4 Public Art Pieces to View in Madison

By Shelby Rowe Moyer

“Both/And – Tolerance/Innovation”

Representing a confluence of ideas and beings, this installation at UW-Madison’s Library Mall is a metaphor for the merging of the City of Madison with the University. The stone represents reality and the steel panels represent abstraction — a nod to Aristotle’s “being qua being” philosophy that learning exists between “knowing” and “believing.”

“Shift”

Located on Highland Avenue, flanking the inside of the underpass beneath Campus Drive, are two 70-foot-long, accordion-like steel sculptures that cast off geometric patterns when lit from behind, presenting a “shifting” perspective as onlookers view it from different vantage points.

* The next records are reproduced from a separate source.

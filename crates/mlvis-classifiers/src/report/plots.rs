use anyhow::{bail, Result};
use ndarray::{Array1, Array2};
use plotly::common::{ColorScale, ColorScalePalette, Font, Marker, Mode};
use plotly::layout::{Annotation, Axis, Layout};
use plotly::{HeatMap, Plot, Scatter};

use crate::decomposition::PcaProjection;

const CLASS_COLORS: [&str; 3] = ["red", "green", "blue"];

/// Annotated heat map of a confusion matrix, titled with the accuracy score.
///
/// Rows are actual labels (label 0 at the top), columns are predicted labels.
pub fn plot_confusion_heatmap(cm: &Array2<usize>, labels: &[String], score: f64) -> Result<Plot> {
    let (nrows, ncols) = cm.dim();
    if nrows != ncols || nrows != labels.len() {
        bail!(
            "confusion matrix is {}x{} but there are {} labels",
            nrows,
            ncols,
            labels.len()
        );
    }

    // Plotly draws the first z row at the bottom; flip so label 0 is on top.
    let y_labels: Vec<String> = labels.iter().rev().cloned().collect();
    let z: Vec<Vec<usize>> = (0..nrows).rev().map(|r| cm.row(r).to_vec()).collect();
    let max_count = cm.iter().copied().max().unwrap_or(0);

    let heatmap = HeatMap::new(labels.to_vec(), y_labels, z)
        // plotly's Blues runs dark to light, so large counts land on pale cells
        .color_scale(ColorScale::Palette(ColorScalePalette::Blues))
        .name("confusion matrix");

    let mut annotations = Vec::with_capacity(nrows * ncols);
    for actual in 0..nrows {
        for predicted in 0..ncols {
            let count = cm[(actual, predicted)];
            let color = if count * 2 > max_count { "black" } else { "white" };
            annotations.push(
                Annotation::new()
                    .x(labels[predicted].clone())
                    .y(labels[actual].clone())
                    .text(count.to_string().as_str())
                    .show_arrow(false)
                    .font(Font::new().color(color)),
            );
        }
    }

    let layout = Layout::new()
        .title(format!("Accuracy Score: {}", score).as_str())
        .width(900)
        .height(900)
        .x_axis(Axis::new().title("Predicted label"))
        .y_axis(Axis::new().title("Actual label"))
        .annotations(annotations);

    let mut plot = Plot::new();
    plot.add_trace(heatmap);
    plot.set_layout(layout);
    Ok(plot)
}

/// Scatter plot of the first two principal components, one trace per class.
pub fn plot_pca_scatter(
    projection: &PcaProjection,
    targets: &Array1<usize>,
    target_names: &[String],
    title: &str,
) -> Result<Plot> {
    if projection.n_components() < 2 {
        bail!(
            "a 2D scatter needs at least two components, got {}",
            projection.n_components()
        );
    }
    if projection.components.nrows() != targets.len() {
        bail!(
            "projection has {} rows but there are {} targets",
            projection.components.nrows(),
            targets.len()
        );
    }

    let mut plot = Plot::new();
    for (class, name) in target_names.iter().enumerate() {
        let (xs, ys): (Vec<f64>, Vec<f64>) = targets
            .iter()
            .enumerate()
            .filter(|&(_, &t)| t == class)
            .map(|(i, _)| (projection.components[(i, 0)], projection.components[(i, 1)]))
            .unzip();

        let color = CLASS_COLORS[class % CLASS_COLORS.len()];
        plot.add_trace(
            Scatter::new(xs, ys)
                .mode(Mode::Markers)
                .name(name.as_str())
                .marker(Marker::new().color(color).size(10)),
        );
    }

    plot.set_layout(
        Layout::new()
            .title(title)
            .width(800)
            .height(800)
            .x_axis(Axis::new().title("Principal Component 1").show_grid(true))
            .y_axis(Axis::new().title("Principal Component 2").show_grid(true)),
    );

    Ok(plot)
}
//! mlvis-activations: what does a convolutional filter respond to?
//!
//! A small MNIST convolutional network is loaded from safetensors weights,
//! and for every filter of a chosen convolutional layer the input image is
//! pushed along the normalized gradient of that filter's mean activation.
//! The resulting images are deprocessed to 8-bit grayscale and laid out on
//! a grid next to the input image.
//!
//! The crate also ships an IDX loader and a trainer so the network weights
//! can be produced locally from the MNIST files.
pub mod ascent;
pub mod deprocess;
pub mod image_io;
pub mod layout;
pub mod mnist;
pub mod model;
pub mod plot;
pub mod trainer;
pub mod utils;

The installation was finished this past spring and is intended to be a gateway between the UW-Madison campus, UW Hospital and Clinics, and the Regent neighborhood.

“Mildred”

The single steadfast granite pillar overlooking the water at Marshall Park in Middleton honors Mildred Fish-Harnack, a Wisconsin native who was executed on the direct orders of Adolf Hitler for her resistance fighting in Germany.

She and her husband moved to Germany during the Great Depression and shared economic and military information about the Nazi regime.

Lycon Inc. Mural

Painted by students from James Madison Memorial High School in collaboration with artists Amy Zaremba, Alicia Rheal and Dane Arts Mural Arts, this mural in Middleton was commissioned by Lycon Inc. Find it at the corner of Terrace Avenue and Deming Way in Middleton.